Studying socially mobile individuals who manage to transition highlights the real value of diversity; that is to say, the cultural baggage and innovative ideas brought by different people to truly diverse teams. The diversity debate is flawed in that it ignores social class and does not emphasise enough the unique point of view brought by different candidates to the table. It is not sufficient to include disadvantaged candidates from a wider pool of talent if they feel forced to give up their original “cultural” toolkit to learn the typical upper-class “set of rules” they feel so unfamiliar with in the first place. For a business, the risk of forcing people to cover their being “outsiders” is losing the unique competitive advantage brought by truly diverse teams; for a country, the risk of ignoring the (struggling) middle class and working-class point of view is that they might lead to surprising results such as Brexit or the 2016 Presidential Elections in the States. I think these were unexpected outcomes for businesses, politicians and media perhaps because their composition is not reflective of the society we live in: failing to include lower-class ideas in the political debate as well as in corporate professions and media discourse leads to political polarization and dangerous outcomes such as populism.

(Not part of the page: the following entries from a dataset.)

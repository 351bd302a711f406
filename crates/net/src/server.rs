//! HTTP handlers.
//!
//! One listener serves three kinds of traffic:
//! - client entity requests, coordinated across replicas,
//! - replica-internal entity requests (`X-Internal: true`), applied to the
//!   local store only,
//! - status and metrics.

use crate::convert::{
    self, is_internal, timestamp_from_headers, timestamp_header_value, NOT_ENOUGH_REPLICAS,
    TIMESTAMP_HEADER,
};
use axum::{
    body::Bytes,
    extract::{Query, State},
    http::{header, HeaderMap, HeaderValue, StatusCode},
    response::{IntoResponse, Response},
    Json,
};
use ringkv_common::Timestamp;
use ringkv_kv::{Coordinator, KvError, ReplicaClient, ReplicationParams};
use ringkv_metrics::{metrics, start_replica_timer};
use ringkv_storage::Record;
use serde::{Deserialize, Serialize};
use std::sync::Arc;
use std::time::Instant;

pub struct AppState<R: ReplicaClient> {
    pub coordinator: Arc<Coordinator<R>>,
    pub start_time: Instant,
}

impl<R: ReplicaClient> std::fmt::Debug for AppState<R> {
    fn fmt(&self, f: &mut std::fmt::Formatter<'_>) -> std::fmt::Result {
        f.debug_struct("AppState").finish_non_exhaustive()
    }
}

#[derive(Debug, Deserialize)]
pub(crate) struct EntityQuery {
    id: Option<String>,
    replicas: Option<String>,
}

#[derive(Debug, Serialize, Deserialize, PartialEq, Eq)]
pub struct StatusResponse {
    pub healthy: bool,
    pub node_id: String,
    pub uptime_secs: u64,
}

// ---------------------------------------------------------------------------
// Response helpers
// ---------------------------------------------------------------------------

fn response_error(status: StatusCode, message: impl Into<String>) -> Response {
    (status, message.into()).into_response()
}

fn with_timestamp(mut response: Response, timestamp: Timestamp) -> Response {
    response
        .headers_mut()
        .insert(TIMESTAMP_HEADER, timestamp_header_value(timestamp));
    response
}

fn kv_error_response(error: KvError) -> Response {
    match error {
        KvError::NotFound => response_error(StatusCode::NOT_FOUND, "Not Found"),
        KvError::QuorumNotReached { .. } => {
            response_error(StatusCode::GATEWAY_TIMEOUT, NOT_ENOUGH_REPLICAS)
        }
        KvError::InvalidParams(e) => response_error(StatusCode::BAD_REQUEST, e.to_string()),
        KvError::Storage(e) => {
            tracing::error!("storage failure: {}", e);
            response_error(StatusCode::INTERNAL_SERVER_ERROR, e.to_string())
        }
    }
}

/// Extract the key and optional per-request replication from the query.
fn parse_query(query: EntityQuery) -> Result<(String, Option<ReplicationParams>), Response> {
    let id = match query.id {
        Some(id) if !id.is_empty() => id,
        _ => return Err(response_error(StatusCode::BAD_REQUEST, "id is required")),
    };
    let params = match query.replicas {
        Some(replicas) => Some(
            replicas
                .parse::<ReplicationParams>()
                .map_err(|e| response_error(StatusCode::BAD_REQUEST, e.to_string()))?,
        ),
        None => None,
    };
    Ok((id, params))
}

fn required_timestamp(headers: &HeaderMap) -> Result<Timestamp, Response> {
    match timestamp_from_headers(headers) {
        Ok(Some(timestamp)) => Ok(timestamp),
        Ok(None) => Err(response_error(
            StatusCode::BAD_REQUEST,
            "internal write requires a timestamp",
        )),
        Err(e) => Err(response_error(StatusCode::BAD_REQUEST, e)),
    }
}

// ---------------------------------------------------------------------------
// Entity handlers
// ---------------------------------------------------------------------------

pub(crate) async fn entity_get<R: ReplicaClient>(
    State(state): State<Arc<AppState<R>>>,
    Query(query): Query<EntityQuery>,
    headers: HeaderMap,
) -> Response {
    let (id, params) = match parse_query(query) {
        Ok(parsed) => parsed,
        Err(response) => return response,
    };

    if is_internal(&headers) {
        metrics()
            .replica_requests_received
            .with_label_values(&["get"])
            .inc();
        let _timer = start_replica_timer("get", "inbound");
        return match state.coordinator.local_get(id.as_bytes()).await {
            Ok(Some(Record {
                value: Some(value),
                timestamp,
                ..
            })) => with_timestamp((StatusCode::OK, value).into_response(), timestamp),
            Ok(Some(Record { timestamp, .. })) => {
                with_timestamp(StatusCode::NOT_FOUND.into_response(), timestamp)
            }
            Ok(None) => StatusCode::NOT_FOUND.into_response(),
            Err(e) => kv_error_response(e),
        };
    }

    match state.coordinator.get(id.as_bytes(), params).await {
        Ok(result) => with_timestamp((StatusCode::OK, result.value).into_response(), result.timestamp),
        Err(e) => kv_error_response(e),
    }
}

pub(crate) async fn entity_put<R: ReplicaClient>(
    State(state): State<Arc<AppState<R>>>,
    Query(query): Query<EntityQuery>,
    headers: HeaderMap,
    body: Bytes,
) -> Response {
    let (id, params) = match parse_query(query) {
        Ok(parsed) => parsed,
        Err(response) => return response,
    };

    if is_internal(&headers) {
        let timestamp = match required_timestamp(&headers) {
            Ok(timestamp) => timestamp,
            Err(response) => return response,
        };
        metrics()
            .replica_requests_received
            .with_label_values(&["put"])
            .inc();
        let _timer = start_replica_timer("put", "inbound");
        let record = Record::put(id.into_bytes(), body.to_vec(), timestamp);
        return match state.coordinator.local_apply(record).await {
            Ok(()) => StatusCode::CREATED.into_response(),
            Err(e) => kv_error_response(e),
        };
    }

    match state
        .coordinator
        .put(id.as_bytes(), body.to_vec(), params)
        .await
    {
        Ok(timestamp) => with_timestamp(StatusCode::CREATED.into_response(), timestamp),
        Err(e) => kv_error_response(e),
    }
}

pub(crate) async fn entity_delete<R: ReplicaClient>(
    State(state): State<Arc<AppState<R>>>,
    Query(query): Query<EntityQuery>,
    headers: HeaderMap,
) -> Response {
    let (id, params) = match parse_query(query) {
        Ok(parsed) => parsed,
        Err(response) => return response,
    };

    if is_internal(&headers) {
        let timestamp = match required_timestamp(&headers) {
            Ok(timestamp) => timestamp,
            Err(response) => return response,
        };
        metrics()
            .replica_requests_received
            .with_label_values(&["delete"])
            .inc();
        let _timer = start_replica_timer("delete", "inbound");
        let record = Record::tombstone(id.into_bytes(), timestamp);
        return match state.coordinator.local_apply(record).await {
            Ok(()) => StatusCode::ACCEPTED.into_response(),
            Err(e) => kv_error_response(e),
        };
    }

    match state.coordinator.delete(id.as_bytes(), params).await {
        Ok(timestamp) => with_timestamp(StatusCode::ACCEPTED.into_response(), timestamp),
        Err(e) => kv_error_response(e),
    }
}

// ---------------------------------------------------------------------------
// Status and metrics
// ---------------------------------------------------------------------------

pub(crate) async fn status<R: ReplicaClient>(
    State(state): State<Arc<AppState<R>>>,
) -> Json<StatusResponse> {
    Json(StatusResponse {
        healthy: true,
        node_id: state.coordinator.local_id().to_string(),
        uptime_secs: state.start_time.elapsed().as_secs(),
    })
}

pub(crate) async fn metrics_text() -> Response {
    let mut response = ringkv_metrics::encode_metrics().into_response();
    response.headers_mut().insert(
        header::CONTENT_TYPE,
        HeaderValue::from_static("text/plain; version=0.0.4"),
    );
    response
}

pub(crate) fn routes<R: ReplicaClient>(state: Arc<AppState<R>>) -> axum::Router {
    use axum::routing::get;

    axum::Router::new()
        .route(
            convert::ENTITY_PATH,
            get(entity_get::<R>)
                .put(entity_put::<R>)
                .delete(entity_delete::<R>),
        )
        .route(convert::STATUS_PATH, get(status::<R>))
        .route(convert::METRICS_PATH, get(metrics_text))
        .with_state(state)
}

I am not suggesting that there is one class “cultural toolkit” (as Sean Martin puts it) that is better than the other: with this article, I aim to suggest that diversity should be about making people feel comfortable enough to be themselves when working along with their colleagues. They should not feel as outsiders entering the unknown when approaching a more corporate environment; they should feel entitled to bring their unique way of thinking, behaving and solving problems without having to adapt to what is traditionally perceived as being “professional” – in other words, without feeling compelled to adopt upper-middle-class values. Moreover, I believe it is a good thing when people are challenged to acquire a new understanding or “cultural toolkit”, but this should be a two-way effort, rather than the sole responsibility of those who have been traditionally excluded. The businesses which will be truly successful and innovative are those that will encourage minorities and disadvantaged applicants to be themselves, rather than the clever, empathic, hard-working “imitators” of a set of rules imposed by others. On the other hand, the sense of displacement described by social class transitioners is partially positive in that they are forced to acquire adaptability and empathy to “survive” a prestigious workplace: I wonder if the traditionally “privileged” classes would also benefit from being encouraged to understand the traditional “outsiders”, thus acquiring the same empathy and adaptability that make social transitioners so valuable in the workplace. Moreover, we need to encourage greater exchange of ideas and points of view in the media and political debate: “cross-class” mixing is the key not only for more productive and socially just workplaces, but also for less divided, more stable countries.